Data to process
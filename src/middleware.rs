// src/middleware.rs

use axum::{
    async_trait,
    extract::{ConnectInfo, FromRef, FromRequestParts},
    http::{header, request::Parts, HeaderValue, StatusCode},
    response::{IntoResponse, Response},
    Json,
};
use serde_json::json;
use std::net::SocketAddr;
use std::time::Instant;
use tracing::{error, warn};

use crate::audit_log;
use crate::error::ServiceError;
use crate::rate_limit::{Decision, RateLimitKey};
use crate::web::AppState;

pub const ORG_HEADER: &str = "X-Org-Id";
const FORWARDED_FOR: &str = "X-Forwarded-For";

/// Ошибка HTTP-слоя; тело всегда `{"error": ...}`
#[derive(Debug)]
pub struct ApiError(pub ServiceError);

impl From<ServiceError> for ApiError {
    fn from(e: ServiceError) -> Self {
        ApiError(e)
    }
}

impl IntoResponse for ApiError {
    fn into_response(self) -> Response {
        let status = match &self.0 {
            ServiceError::MissingOrganization | ServiceError::Upload(_) => StatusCode::BAD_REQUEST,
            ServiceError::Validation(_) => StatusCode::UNPROCESSABLE_ENTITY,
            ServiceError::Throttled { .. } => StatusCode::TOO_MANY_REQUESTS,
            ServiceError::Storage(e) => {
                error!(error = %e, "storage failure");
                StatusCode::INTERNAL_SERVER_ERROR
            }
        };

        let message = match &self.0 {
            ServiceError::Storage(_) => "Internal error".to_string(),
            other => other.to_string(),
        };

        let mut response = (status, Json(json!({ "error": message }))).into_response();
        if let ServiceError::Throttled { retry_after } = &self.0 {
            // округляем вверх, чтобы клиент не пришёл раньше времени
            let secs = retry_after.as_secs() + u64::from(retry_after.subsec_nanos() > 0);
            if let Ok(value) = HeaderValue::from_str(&secs.max(1).to_string()) {
                response.headers_mut().insert(header::RETRY_AFTER, value);
            }
        }
        response
    }
}

/// Контекст запроса: организация и адрес клиента
#[derive(Debug, Clone, PartialEq, Eq)]
pub struct RequestContext {
    pub organization_id: String,
    pub client: String,
}

/// Извлечение `RequestContext` из заголовков и адреса соединения
#[async_trait]
impl<S> FromRequestParts<S> for RequestContext
where
    AppState: FromRef<S>,
    S: Send + Sync,
{
    type Rejection = ApiError;

    async fn from_request_parts(parts: &mut Parts, state: &S) -> Result<Self, Self::Rejection> {
        let state = AppState::from_ref(state);

        let organization_id = parts
            .headers
            .get(ORG_HEADER)
            .and_then(|h| h.to_str().ok())
            .map(str::trim)
            .filter(|org| !org.is_empty())
            .ok_or(ApiError(ServiceError::MissingOrganization))?
            .to_string();

        let forwarded = state
            .trust_forwarded_for
            .then(|| {
                parts
                    .headers
                    .get(FORWARDED_FOR)
                    .and_then(|h| h.to_str().ok())
                    .and_then(|h| h.split(',').next())
                    .map(str::trim)
                    .filter(|ip| !ip.is_empty())
                    .map(str::to_string)
            })
            .flatten();

        let client = forwarded
            .or_else(|| {
                parts
                    .extensions
                    .get::<ConnectInfo<SocketAddr>>()
                    .map(|ConnectInfo(addr)| addr.ip().to_string())
            })
            .unwrap_or_else(|| "unknown".to_string());

        Ok(Self {
            organization_id,
            client,
        })
    }
}

impl RequestContext {
    /// Проверить лимит для эндпоинта; при отказе сразу 429
    pub fn admit(&self, state: &AppState, endpoint: &str) -> Result<(), ApiError> {
        let key = RateLimitKey::new(&self.client, &self.organization_id, endpoint);
        match state.limiter.check(&key, Instant::now()) {
            Decision::Allowed { .. } => Ok(()),
            Decision::Denied { retry_after } => {
                warn!(
                    client = %self.client,
                    org = %self.organization_id,
                    endpoint,
                    "rate limit exceeded"
                );
                audit_log!(
                    state.service.events(),
                    "rate_limit.denied",
                    self.organization_id,
                    Some(self.client.clone()),
                    "endpoint" => endpoint
                );
                Err(ApiError(ServiceError::Throttled { retry_after }))
            }
        }
    }
}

Required work
Output the data in full, exactly as it stands.

Finished exercise
filename src/middleware.rs
// src/middleware.rs

use axum::{
    async_trait,
    extract::{ConnectInfo, FromRef, FromRequestParts},
    http::{header, request::Parts, HeaderValue, StatusCode},
    response::{IntoResponse, Response},
    Json,
};
use serde_json::json;
use std::net::SocketAddr;
use std::time::Instant;
use tracing::{error, warn};

use crate::audit_log;
use crate::error::ServiceError;
use crate::rate_limit::{Decision, RateLimitKey};
use crate::web::AppState;

pub const ORG_HEADER: &str = "X-Org-Id";
const FORWARDED_FOR: &str = "X-Forwarded-For";

/// Ошибка HTTP-слоя; тело всегда `{"error": ...}`
#[derive(Debug)]
pub struct ApiError(pub ServiceError);

impl From<ServiceError> for ApiError {
    fn from(e: ServiceError) -> Self {
        ApiError(e)
    }
}

impl IntoResponse for ApiError {
    fn into_response(self) -> Response {
        let status = match &self.0 {
            ServiceError::MissingOrganization | ServiceError::Upload(_) => StatusCode::BAD_REQUEST,
            ServiceError::Validation(_) => StatusCode::UNPROCESSABLE_ENTITY,
            ServiceError::Throttled { .. } => StatusCode::TOO_MANY_REQUESTS,
            ServiceError::Storage(e) => {
                error!(error = %e, "storage failure");
                StatusCode::INTERNAL_SERVER_ERROR
            }
        };

        let message = match &self.0 {
            ServiceError::Storage(_) => "Internal error".to_string(),
            other => other.to_string(),
        };

        let mut response = (status, Json(json!({ "error": message }))).into_response();
        if let ServiceError::Throttled { retry_after } = &self.0 {
            // округляем вверх, чтобы клиент не пришёл раньше времени
            let secs = retry_after.as_secs() + u64::from(retry_after.subsec_nanos() > 0);
            if let Ok(value) = HeaderValue::from_str(&secs.max(1).to_string()) {
                response.headers_mut().insert(header::RETRY_AFTER, value);
            }
        }
        response
    }
}

/// Контекст запроса: организация и адрес клиента
#[derive(Debug, Clone, PartialEq, Eq)]
pub struct RequestContext {
    pub organization_id: String,
    pub client: String,
}

/// Извлечение `RequestContext` из заголовков и адреса соединения
#[async_trait]
impl<S> FromRequestParts<S> for RequestContext
where
    AppState: FromRef<S>,
    S: Send + Sync,
{
    type Rejection = ApiError;

    async fn from_request_parts(parts: &mut Parts, state: &S) -> Result<Self, Self::Rejection> {
        let state = AppState::from_ref(state);

        let organization_id = parts
            .headers
            .get(ORG_HEADER)
            .and_then(|h| h.to_str().ok())
            .map(str::trim)
            .filter(|org| !org.is_empty())
            .ok_or(ApiError(ServiceError::MissingOrganization))?
            .to_string();

        let forwarded = state
            .trust_forwarded_for
            .then(|| {
                parts
                    .headers
                    .get(FORWARDED_FOR)
                    .and_then(|h| h.to_str().ok())
                    .and_then(|h| h.split(',').next())
                    .map(str::trim)
                    .filter(|ip| !ip.is_empty())
                    .map(str::to_string)
            })
            .flatten();

        let client = forwarded
            .or_else(|| {
                parts
                    .extensions
                    .get::<ConnectInfo<SocketAddr>>()
                    .map(|ConnectInfo(addr)| addr.ip().to_string())
            })
            .unwrap_or_else(|| "unknown".to_string());

        Ok(Self {
            organization_id,
            client,
        })
    }
}

impl RequestContext {
    /// Проверить лимит для эндпоинта; при отказе сразу 429
    pub fn admit(&self, state: &AppState, endpoint: &str) -> Result<(), ApiError> {
        let key = RateLimitKey::new(&self.client, &self.organization_id, endpoint);
        match state.limiter.check(&key, Instant::now()) {
            Decision::Allowed { .. } => Ok(()),
            Decision::Denied { retry_after } => {
                warn!(
                    client = %self.client,
                    org = %self.organization_id,
                    endpoint,
                    "rate limit exceeded"
                );
                audit_log!(
                    state.service.events(),
                    "rate_limit.denied",
                    self.organization_id,
                    Some(self.client.clone()),
                    "endpoint" => endpoint
                );
                Err(ApiError(ServiceError::Throttled { retry_after }))
            }
        }
    }
}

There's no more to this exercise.